GIVEN DATA section start
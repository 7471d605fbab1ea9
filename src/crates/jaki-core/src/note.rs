use crate::{JakiError, Result};
use serde::{Deserialize, Serialize};
use std::fmt;
use std::hash::{Hash, Hasher};
use std::str::FromStr;

/// Symbol for a short note in the default alphabet
pub const DEFAULT_SHORT: char = '·';
/// Symbol for a long note in the default alphabet
pub const DEFAULT_LONG: char = '–';

/// Duration class of a note
#[derive(Debug, Clone, Copy, PartialEq, Eq, Hash, Serialize, Deserialize)]
pub enum NoteKind {
    /// One unit long
    Short,
    /// Two units long
    Long,
}

impl NoteKind {
    /// Look up the kind for a duration in units
    pub fn from_duration(duration: u32) -> Result<Self> {
        match duration {
            1 => Ok(NoteKind::Short),
            2 => Ok(NoteKind::Long),
            other => Err(JakiError::InvalidDuration(other)),
        }
    }

    /// Duration in units
    pub fn duration(self) -> u8 {
        match self {
            NoteKind::Short => 1,
            NoteKind::Long => 2,
        }
    }
}

/// A pair of distinct symbols used to write short and long notes
///
/// The first character denotes a short note, the second a long one.
#[derive(Debug, Clone, Copy, PartialEq, Eq, Hash)]
pub struct Alphabet {
    short: char,
    long: char,
}

impl Alphabet {
    /// Build an alphabet from a two-character string such as `"._"`
    pub fn new(symbols: &str) -> Result<Self> {
        let mut chars = symbols.chars();
        match (chars.next(), chars.next(), chars.next()) {
            (Some(short), Some(long), None) => Self::from_chars(short, long),
            _ => Err(JakiError::InvalidAlphabet(symbols.to_string())),
        }
    }

    /// Build an alphabet from its two symbols
    pub fn from_chars(short: char, long: char) -> Result<Self> {
        if short == long {
            return Err(JakiError::InvalidAlphabet(format!("{}{}", short, long)));
        }
        Ok(Alphabet { short, long })
    }

    pub fn short(&self) -> char {
        self.short
    }

    pub fn long(&self) -> char {
        self.long
    }

    /// Symbol for a note kind
    pub fn symbol(&self, kind: NoteKind) -> char {
        match kind {
            NoteKind::Short => self.short,
            NoteKind::Long => self.long,
        }
    }

    /// Note kind for a symbol, if the symbol belongs to this alphabet
    pub fn kind(&self, symbol: char) -> Option<NoteKind> {
        if symbol == self.short {
            Some(NoteKind::Short)
        } else if symbol == self.long {
            Some(NoteKind::Long)
        } else {
            None
        }
    }
}

impl Default for Alphabet {
    fn default() -> Self {
        Alphabet {
            short: DEFAULT_SHORT,
            long: DEFAULT_LONG,
        }
    }
}

impl FromStr for Alphabet {
    type Err = JakiError;

    fn from_str(s: &str) -> Result<Self> {
        Alphabet::new(s)
    }
}

impl fmt::Display for Alphabet {
    fn fmt(&self, f: &mut fmt::Formatter<'_>) -> fmt::Result {
        write!(f, "{}{}", self.short, self.long)
    }
}

/// A single note of a pattern
///
/// The note remembers the alphabet it was created with so that it renders
/// back to the same symbol. Equality and hashing only look at the duration.
#[derive(Debug, Clone, Copy)]
pub struct NoteUnit {
    kind: NoteKind,
    alphabet: Alphabet,
}

impl NoteUnit {
    /// Create a note of the given kind
    pub fn new(kind: NoteKind, alphabet: Alphabet) -> Self {
        NoteUnit { kind, alphabet }
    }

    pub fn short(alphabet: Alphabet) -> Self {
        NoteUnit::new(NoteKind::Short, alphabet)
    }

    pub fn long(alphabet: Alphabet) -> Self {
        NoteUnit::new(NoteKind::Long, alphabet)
    }

    /// Create a note from a duration of 1 or 2 units
    ///
    /// # Examples
    /// ```
    /// use jaki_core::{Alphabet, NoteUnit};
    ///
    /// let note = NoteUnit::from_duration(2, Alphabet::default()).unwrap();
    /// assert!(note.is_long());
    /// assert!(NoteUnit::from_duration(3, Alphabet::default()).is_err());
    /// ```
    pub fn from_duration(duration: u32, alphabet: Alphabet) -> Result<Self> {
        Ok(NoteUnit::new(NoteKind::from_duration(duration)?, alphabet))
    }

    /// Create a note from one of the alphabet's symbols
    pub fn from_symbol(symbol: char, alphabet: Alphabet) -> Result<Self> {
        alphabet
            .kind(symbol)
            .map(|kind| NoteUnit::new(kind, alphabet))
            .ok_or(JakiError::UnknownSymbol { symbol, position: 0 })
    }

    /// The symbol of this note under its own alphabet
    pub fn render(&self) -> char {
        self.alphabet.symbol(self.kind)
    }

    pub fn kind(&self) -> NoteKind {
        self.kind
    }

    pub fn duration(&self) -> u8 {
        self.kind.duration()
    }

    pub fn alphabet(&self) -> Alphabet {
        self.alphabet
    }

    pub fn is_short(&self) -> bool {
        self.kind == NoteKind::Short
    }

    pub fn is_long(&self) -> bool {
        self.kind == NoteKind::Long
    }

    /// Same note, written with another alphabet
    pub fn with_alphabet(&self, alphabet: Alphabet) -> Self {
        NoteUnit::new(self.kind, alphabet)
    }
}

impl PartialEq for NoteUnit {
    fn eq(&self, other: &Self) -> bool {
        self.kind == other.kind
    }
}

impl Eq for NoteUnit {}

impl Hash for NoteUnit {
    fn hash<H: Hasher>(&self, state: &mut H) {
        self.kind.hash(state);
    }
}

impl fmt::Display for NoteUnit {
    fn fmt(&self, f: &mut fmt::Formatter<'_>) -> fmt::Result {
        write!(f, "{}", self.render())
    }
}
GIVEN DATA section end
ACTIVITY >> Using the entries shown above, reproduce verbatim the lines from the line bearing "pub fn kind(&self)" to the line bearing "pub fn is_long(&self)", inclusive.

WRITTEN REPLY >>
    pub fn kind(&self) -> NoteKind {
        self.kind
    }

    pub fn duration(&self) -> u8 {
        self.kind.duration()
    }

    pub fn alphabet(&self) -> Alphabet {
        self.alphabet
    }

    pub fn is_short(&self) -> bool {
        self.kind == NoteKind::Short
    }

    pub fn is_long(&self) -> bool {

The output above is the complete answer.